In the embodiment of the method corresponding to fig. 4, when it is detected that the total amount of the buffered data corresponding to the target buffer class is greater than the preset data amount, or the ratio of the total amount of the buffered data corresponding to the target buffer class to the total buffered space corresponding to the target buffer class is greater than a preset ratio threshold, the buffered data corresponding to the target buffer class is cleared by the buffered data clearing model, and since the buffered feature with high judgment accuracy is the father node of the buffered feature with low judgment accuracy, it is equivalent to preferentially utilizing the buffered feature with high judgment accuracy to judge whether the buffered data needs to be cleared, so that it can realize accurate judgment on whether the buffered data needs to be cleared; in addition, as whether the cache data corresponding to the target cache category need to be cleaned or not is judged, the cache data can be cleaned finely.

Optionally, after the cache data cleaning model is constructed by the above construction, the cache data cleaning model may be further verified by using a verification sample set, and if the accuracy of the cache data cleaning model is determined to be greater than the preset verification accuracy according to the verification sample set, the cache data cleaning model is determined to be a final cache data cleaning model, and the final cache data cleaning model is used to determine whether the cache data needs to be cleaned.

The sample information in the verification sample set is consistent with the sample information in the training sample set in form.

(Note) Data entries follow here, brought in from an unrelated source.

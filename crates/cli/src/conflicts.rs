//! `conflicts` and `resolve` subcommands.

use std::path::PathBuf;

use anyhow::{Context, Result};
use comfy_table::{presets::UTF8_FULL, Cell, ContentArrangement, Table};
use console::Term;
use dialoguer::Confirm;

use svnwc_core::conflict::{ConflictChoice, ConflictRecord, ConflictResolver, ConflictStore};
use svnwc_core::filter::PathFilter;
use svnwc_core::models::Depth;

use crate::interactive::{DialoguerPrompter, ProcessTools};
use crate::output::{display_path, PrintSink};
use crate::{style, Ctx};

fn records(ctx: &Ctx, paths: &[PathBuf], depth: Depth) -> Result<Vec<ConflictRecord>> {
    let store = ConflictStore::new(&ctx.wc);
    let mut out = Vec::new();
    for target in ctx.relpaths(paths)? {
        let filter = PathFilter::new(target, depth);
        out.extend(store.query_all(&filter).context("failed to list conflicts")?);
    }
    out.dedup_by(|a, b| a.path == b.path);
    Ok(out)
}

/// List outstanding conflicts.
pub fn cmd_list(ctx: &Ctx, paths: &[PathBuf], depth: Depth) -> Result<()> {
    let conflicts = records(ctx, paths, depth)?;

    if conflicts.is_empty() {
        println!();
        println!("{}", style::success("No outstanding conflicts"));
        println!();
        return Ok(());
    }

    println!();
    println!(
        "{}",
        style::header(&format!("Conflicted paths ({})", conflicts.len()))
    );
    println!();

    let mut table = Table::new();
    table.load_preset(UTF8_FULL);
    table.set_content_arrangement(ContentArrangement::Dynamic);
    table.set_header(vec!["Path", "Kind", "Operation", "Details"]);

    for record in &conflicts {
        if let Some(text) = &record.text {
            table.add_row(vec![
                Cell::new(display_path(&record.path)),
                Cell::new("text"),
                Cell::new(text.operation.to_string()),
                Cell::new(text.artifacts().join(", ")),
            ]);
        }
        for prop in &record.props {
            table.add_row(vec![
                Cell::new(display_path(&record.path)),
                Cell::new(format!("property '{}'", prop.name)),
                Cell::new(prop.operation.to_string()),
                Cell::new(&prop.reject_file),
            ]);
        }
        if let Some(tree) = &record.tree {
            table.add_row(vec![
                Cell::new(display_path(&record.path)),
                Cell::new("tree"),
                Cell::new(tree.operation.to_string()),
                Cell::new(tree.describe()),
            ]);
        }
    }

    println!("{}", table);
    println!();

    Ok(())
}

/// Resolve conflicts on `paths`, non-interactively when `accept` is given.
pub fn cmd_resolve(
    ctx: &Ctx,
    paths: &[PathBuf],
    accept: Option<ConflictChoice>,
    depth: Depth,
) -> Result<()> {
    let sink = PrintSink::new();
    let interactive = Term::stdout().is_term();

    let choice = match accept {
        Some(choice) => Some(choice),
        None if interactive => None,
        None => {
            let fallback = ctx.wc.config().default_accept();
            println!(
                "{}",
                style::warn(&format!("not a terminal; using configured choice '{}'", fallback))
            );
            Some(fallback)
        }
    };

    let conflicts = records(ctx, paths, depth)?;
    if conflicts.is_empty() {
        println!("{}", style::dim("Nothing to resolve."));
        return Ok(());
    }

    match choice {
        Some(choice) => {
            if interactive && conflicts.len() > 1 && choice != ConflictChoice::Postpone {
                let proceed = Confirm::new()
                    .with_prompt(format!(
                        "Resolve {} conflicted paths with '{}'?",
                        conflicts.len(),
                        choice
                    ))
                    .default(true)
                    .interact()
                    .context("confirmation prompt failed")?;
                if !proceed {
                    println!("{}", style::dim("Aborted."));
                    return Ok(());
                }
            }
            let mut resolved = 0;
            for record in &conflicts {
                let cleared = ConflictResolver::resolve(&ctx.wc, &record.path, choice, &sink)
                    .with_context(|| {
                        format!("failed to resolve '{}'", display_path(&record.path))
                    })?;
                if !cleared.is_empty() {
                    resolved += 1;
                }
            }
            println!(
                "{}",
                style::success(&format!("{} of {} paths resolved", resolved, conflicts.len()))
            );
        }
        None => {
            let config = ctx.wc.config();
            let tools = ProcessTools::new(
                config.resolve.editor.clone(),
                config.resolve.merge_tool.clone(),
            );
            let mut postponed = 0;
            for record in &conflicts {
                let chosen = ConflictResolver::resolve_interactive(
                    &ctx.wc,
                    &record.path,
                    &DialoguerPrompter,
                    &tools,
                    &sink,
                )
                .with_context(|| format!("failed to resolve '{}'", display_path(&record.path)))?;
                if chosen == ConflictChoice::Postpone {
                    postponed += 1;
                }
            }
            if postponed > 0 {
                println!(
                    "{}",
                    style::warn(&format!("{} conflicted paths postponed", postponed))
                );
            }
        }
    }
    Ok(())
}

Specifically, after the cache data cleaning model is constructed, the cleaning type of each sample information in the verification sample set may be determined by using the cache data cleaning model, and the specific content of the foregoing embodiment of fig. 4 may be referred to for a manner of determining the cleaning type of each sample information in the verification sample set by using the cache data cleaning model. After the cleaning category of each sample information is determined, comparing the cleaning category of each sample information with the cleaning identification in each sample information, determining a first quantity of sample information with the same cleaning category indicated by the cleaning identification, and determining the ratio of the first quantity to the total quantity of the sample information in the verification sample set as the accuracy of the cache data cleaning model. By verifying the constructed cache data cleaning model, the accuracy of the cache data cleaning model can be ensured to reach a higher level.

Optionally, on the basis of the above method embodiment, the case of re-dividing the sample set into the verification sample set and the training sample set, or the case of training the sample set and the verification sample set with new cached data may be used, where the training and verification steps are performed multiple times, that is, the steps S101-S103 and the verification step are performed multiple times, or the steps S201-S205 and the verification step are performed multiple times, so as to ensure that the sample sets adopted in each training and verification are different, and then the finally determined cached data cleaning model is used to determine whether the cached data needs to be cleaned. Through multiple training and verification, the accuracy of the cache data cleaning model can be further improved.

The foregoing describes the method of the present application and, in order to better practice the method of the present application, the apparatus of the present application is described next.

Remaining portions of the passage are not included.